§ **TASK**: In your answer, reproduce exactly the lines from the beginning of the listing below through the one containing "parser for the", and only those lines.
════════
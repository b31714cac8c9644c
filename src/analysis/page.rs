//! The page analyzer state machine.
//!
//! A [`PageAnalyzer`] makes one pass over a page's script elements in
//! document order:
//!
//! 1. **Pre-loader**: each script is offered to the flavor as a possible
//!    source of module-format configuration, then tested as the loader
//!    script. Nothing is scanned for dependencies in this phase, and the
//!    loader script itself is never scanned.
//! 2. **Post-loader**: each script's text is fetched and parsed with the
//!    parser for the current [`ModuleFormat`]. Identifiers are made absolute,
//!    assigned to a package and registered. Scripts whose text cannot be
//!    fetched are skipped.
//!
//! If the page's scripts cannot be enumerated at all the pass enters the
//! terminal error phase and [`PageAnalyzer::modules`] fails.
//!
//! Page-specific behaviour comes from an injected [`PageFlavor`]; one
//! analyzer serves every kind of page.

use anyhow::Result as AnyResult;

use super::identifier;
use super::registry::{DiscoveredModules, ModuleRegistry};
use super::{ModuleFormat, ParsePhase, ScriptContext, ScriptParser};
use crate::core::{DtkError, Result};

/// Capabilities the analyzer needs from a kind of page.
///
/// Only [`scripts`](Self::scripts), [`script_text`](Self::script_text) and
/// [`is_loader_script`](Self::is_loader_script) are required; the remaining
/// hooks default to the standard identifier rules and to no module-format
/// signals.
pub trait PageFlavor {
    /// All script elements of the page in document order.
    ///
    /// An error here is fatal for the analysis pass.
    fn scripts(&self) -> AnyResult<Vec<ScriptContext>>;

    /// Source text of a script, or `None` when it cannot be retrieved.
    fn script_text(&self, script: &ScriptContext) -> Option<String>;

    /// Whether this script bootstraps the module loader.
    fn is_loader_script(&self, script: &ScriptContext) -> bool;

    /// Module format the page starts out with.
    fn initial_module_format(&self) -> ModuleFormat {
        ModuleFormat::NonAmd
    }

    /// Module format configured by a pre-loader script, if any.
    ///
    /// Consulted for every pre-loader script, the loader script included,
    /// since loader configuration often sits on the loader tag itself.
    fn module_format_signal(&self, _script: &ScriptContext) -> Option<ModuleFormat> {
        None
    }

    /// Absolute identifier for a raw identifier found in `script`.
    fn absolute_module_id(&self, raw_id: &str, script: &ScriptContext) -> String {
        identifier::resolve_absolute(raw_id, script)
    }

    /// Package an absolute identifier belongs to.
    fn package_name(&self, absolute_id: &str) -> String {
        identifier::derive_package(absolute_id)
    }
}

/// Result of analysing one page.
///
/// The whole pass runs inside [`PageAnalyzer::analyze`]; afterwards the value
/// is read-only and can be shared between threads.
#[derive(Debug, Clone)]
pub struct PageAnalyzer {
    phase: ParsePhase,
    module_format: ModuleFormat,
    modules: DiscoveredModules,
    failure: Option<String>,
    scanned_scripts: usize,
    skipped_scripts: usize,
}

impl PageAnalyzer {
    /// Analyse the page described by `flavor`.
    pub fn analyze<F>(flavor: &F) -> Self
    where
        F: PageFlavor + ?Sized,
    {
        let mut pass = AnalysisPass::new(flavor.initial_module_format());

        match flavor.scripts() {
            Ok(scripts) => {
                for script in &scripts {
                    pass.visit(flavor, script);
                }
            }
            Err(err) => pass.fail(format!("{err:#}")),
        }

        pass.finish()
    }

    /// Modules the page depends on, grouped by package.
    ///
    /// # Errors
    ///
    /// Returns [`DtkError::FatalAnalysis`] if the pass ended in the error
    /// phase, regardless of what was discovered before the failure.
    pub fn modules(&self) -> Result<&DiscoveredModules> {
        if self.phase == ParsePhase::Error {
            return Err(DtkError::FatalAnalysis {
                reason: self.failure.clone().unwrap_or_else(|| "unknown failure".to_string()),
            });
        }
        Ok(&self.modules)
    }

    /// Phase the pass finished in.
    ///
    /// `PreLoader` means no loader script was found.
    #[must_use]
    pub const fn phase(&self) -> ParsePhase {
        self.phase
    }

    /// Module format in effect when the pass finished.
    #[must_use]
    pub const fn module_format(&self) -> ModuleFormat {
        self.module_format
    }

    /// Whether a loader script was found.
    #[must_use]
    pub fn found_loader(&self) -> bool {
        self.phase == ParsePhase::PostLoader
    }

    /// Post-loader scripts whose text was parsed.
    #[must_use]
    pub const fn scanned_scripts(&self) -> usize {
        self.scanned_scripts
    }

    /// Post-loader scripts skipped because their text was unavailable.
    #[must_use]
    pub const fn skipped_scripts(&self) -> usize {
        self.skipped_scripts
    }
}

/// Mutable state of one pass; only touched from `PageAnalyzer::analyze`.
struct AnalysisPass {
    phase: ParsePhase,
    module_format: ModuleFormat,
    registry: ModuleRegistry,
    failure: Option<String>,
    scanned_scripts: usize,
    skipped_scripts: usize,
}

impl AnalysisPass {
    fn new(module_format: ModuleFormat) -> Self {
        Self {
            phase: ParsePhase::PreLoader,
            module_format,
            registry: ModuleRegistry::new(),
            failure: None,
            scanned_scripts: 0,
            skipped_scripts: 0,
        }
    }

    fn visit<F>(&mut self, flavor: &F, script: &ScriptContext)
    where
        F: PageFlavor + ?Sized,
    {
        match self.phase {
            ParsePhase::PreLoader => self.visit_pre_loader(flavor, script),
            ParsePhase::PostLoader => self.visit_post_loader(flavor, script),
            ParsePhase::Error => {}
        }
    }

    fn visit_pre_loader<F>(&mut self, flavor: &F, script: &ScriptContext)
    where
        F: PageFlavor + ?Sized,
    {
        if let Some(format) = flavor.module_format_signal(script) {
            if format != self.module_format {
                tracing::debug!(
                    "Script #{} switches module format from {} to {}",
                    script.position(),
                    self.module_format,
                    format
                );
            }
            self.module_format = format;
        }

        if flavor.is_loader_script(script) {
            tracing::debug!(
                "Loader script found at #{} ({}), scanning later scripts as {}",
                script.position(),
                script.src().unwrap_or("inline"),
                self.module_format
            );
            self.phase = self.phase.advance(ParsePhase::PostLoader);
        }
    }

    fn visit_post_loader<F>(&mut self, flavor: &F, script: &ScriptContext)
    where
        F: PageFlavor + ?Sized,
    {
        let Some(text) = flavor.script_text(script) else {
            tracing::debug!(
                "Skipping script #{} ({}): source unavailable",
                script.position(),
                script.src().unwrap_or("inline")
            );
            self.skipped_scripts += 1;
            return;
        };

        self.scanned_scripts += 1;
        let parser = ScriptParser::for_format(self.module_format);

        for raw_id in parser.dependencies(&text) {
            let absolute_id = flavor.absolute_module_id(&raw_id, script);
            let package = flavor.package_name(&absolute_id);
            if self.registry.register(&package, &absolute_id) {
                tracing::trace!("Discovered {absolute_id} in package {package}");
            }
        }
    }

    fn fail(&mut self, reason: String) {
        tracing::warn!("Page analysis failed: {reason}");
        self.phase = self.phase.advance(ParsePhase::Error);
        self.failure = Some(reason);
    }

    fn finish(self) -> PageAnalyzer {
        let modules = self.registry.into_discovered();
        if self.phase != ParsePhase::Error {
            tracing::info!(
                "Page analysis finished: {} module(s) in {} package(s), {} script(s) scanned, {} skipped",
                modules.total_modules(),
                modules.len(),
                self.scanned_scripts,
                self.skipped_scripts
            );
        }

        PageAnalyzer {
            phase: self.phase,
            module_format: self.module_format,
            modules,
            failure: self.failure,
            scanned_scripts: self.scanned_scripts,
            skipped_scripts: self.skipped_scripts,
        }
    }
}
════════
§ **TASK SOLUTION**:
repository b31714cac8c9644c
filename src/analysis/page.rs
//! The page analyzer state machine.
//!
//! A [`PageAnalyzer`] makes one pass over a page's script elements in
//! document order:
//!
//! 1. **Pre-loader**: each script is offered to the flavor as a possible
//!    source of module-format configuration, then tested as the loader
//!    script. Nothing is scanned for dependencies in this phase, and the
//!    loader script itself is never scanned.
//! 2. **Post-loader**: each script's text is fetched and parsed with the
//!    parser for the current [`ModuleFormat`]. Identifiers are made absolute,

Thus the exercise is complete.